GIVEN DATA
* * * * * * *

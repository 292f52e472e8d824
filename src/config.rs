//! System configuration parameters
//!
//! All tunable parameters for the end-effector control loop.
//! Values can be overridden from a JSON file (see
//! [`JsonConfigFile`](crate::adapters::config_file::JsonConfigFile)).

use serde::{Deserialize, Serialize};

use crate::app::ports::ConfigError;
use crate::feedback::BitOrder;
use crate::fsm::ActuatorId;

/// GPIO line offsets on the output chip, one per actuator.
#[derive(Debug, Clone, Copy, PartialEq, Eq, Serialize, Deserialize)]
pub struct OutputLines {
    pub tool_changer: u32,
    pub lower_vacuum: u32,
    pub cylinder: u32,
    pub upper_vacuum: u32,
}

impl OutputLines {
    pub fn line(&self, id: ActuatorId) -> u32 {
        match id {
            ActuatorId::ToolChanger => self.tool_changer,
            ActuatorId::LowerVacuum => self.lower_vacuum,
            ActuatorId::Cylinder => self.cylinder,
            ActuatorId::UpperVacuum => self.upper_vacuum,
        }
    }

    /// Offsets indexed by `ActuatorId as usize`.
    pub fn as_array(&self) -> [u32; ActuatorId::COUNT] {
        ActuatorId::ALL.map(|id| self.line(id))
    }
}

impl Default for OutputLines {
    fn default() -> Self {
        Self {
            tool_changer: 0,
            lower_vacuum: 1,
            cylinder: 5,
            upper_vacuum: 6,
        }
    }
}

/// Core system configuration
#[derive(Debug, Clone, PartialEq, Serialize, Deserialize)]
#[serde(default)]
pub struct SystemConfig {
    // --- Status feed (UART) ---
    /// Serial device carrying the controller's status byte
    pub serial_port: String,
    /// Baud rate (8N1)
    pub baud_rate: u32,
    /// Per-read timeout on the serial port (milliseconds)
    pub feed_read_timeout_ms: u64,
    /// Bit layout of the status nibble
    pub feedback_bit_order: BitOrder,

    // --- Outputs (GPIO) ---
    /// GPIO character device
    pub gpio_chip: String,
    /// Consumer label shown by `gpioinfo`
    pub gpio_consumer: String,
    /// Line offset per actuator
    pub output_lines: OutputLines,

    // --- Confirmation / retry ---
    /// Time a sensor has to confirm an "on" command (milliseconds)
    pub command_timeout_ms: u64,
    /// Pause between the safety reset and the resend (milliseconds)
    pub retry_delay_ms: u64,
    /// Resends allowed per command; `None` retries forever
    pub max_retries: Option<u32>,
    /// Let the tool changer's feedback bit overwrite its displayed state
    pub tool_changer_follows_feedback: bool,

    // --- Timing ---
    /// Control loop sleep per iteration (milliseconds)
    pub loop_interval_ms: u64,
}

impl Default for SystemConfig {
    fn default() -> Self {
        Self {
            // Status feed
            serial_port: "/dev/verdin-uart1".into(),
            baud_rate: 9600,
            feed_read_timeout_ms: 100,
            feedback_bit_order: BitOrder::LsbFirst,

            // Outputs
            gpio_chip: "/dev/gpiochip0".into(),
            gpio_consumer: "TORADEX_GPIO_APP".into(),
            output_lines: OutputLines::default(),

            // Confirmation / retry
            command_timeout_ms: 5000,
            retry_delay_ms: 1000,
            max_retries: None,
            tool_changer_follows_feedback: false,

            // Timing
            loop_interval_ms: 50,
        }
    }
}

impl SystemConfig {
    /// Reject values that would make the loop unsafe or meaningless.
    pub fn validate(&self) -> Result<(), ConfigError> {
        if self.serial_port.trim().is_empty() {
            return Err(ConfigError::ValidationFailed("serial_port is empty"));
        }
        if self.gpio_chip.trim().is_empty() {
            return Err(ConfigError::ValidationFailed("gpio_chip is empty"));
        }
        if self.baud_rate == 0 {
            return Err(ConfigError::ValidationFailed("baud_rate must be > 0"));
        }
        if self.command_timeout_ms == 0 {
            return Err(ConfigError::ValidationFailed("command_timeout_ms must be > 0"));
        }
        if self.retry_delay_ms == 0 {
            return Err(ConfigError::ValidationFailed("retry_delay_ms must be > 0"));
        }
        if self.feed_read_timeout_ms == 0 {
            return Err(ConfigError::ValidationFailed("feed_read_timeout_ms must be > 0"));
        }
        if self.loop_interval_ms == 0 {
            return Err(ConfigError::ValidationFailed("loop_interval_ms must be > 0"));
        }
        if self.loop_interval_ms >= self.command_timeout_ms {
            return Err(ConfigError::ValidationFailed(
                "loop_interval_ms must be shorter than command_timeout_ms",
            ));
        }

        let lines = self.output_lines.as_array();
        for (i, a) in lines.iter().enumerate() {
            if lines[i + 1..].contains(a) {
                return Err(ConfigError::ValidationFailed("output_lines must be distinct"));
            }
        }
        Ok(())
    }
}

* * * * * * *

TASK OBJECTIVE
Only the count, nothing else: how many lines of the records hold the word "Debug"?

RESPONSE BELOW
2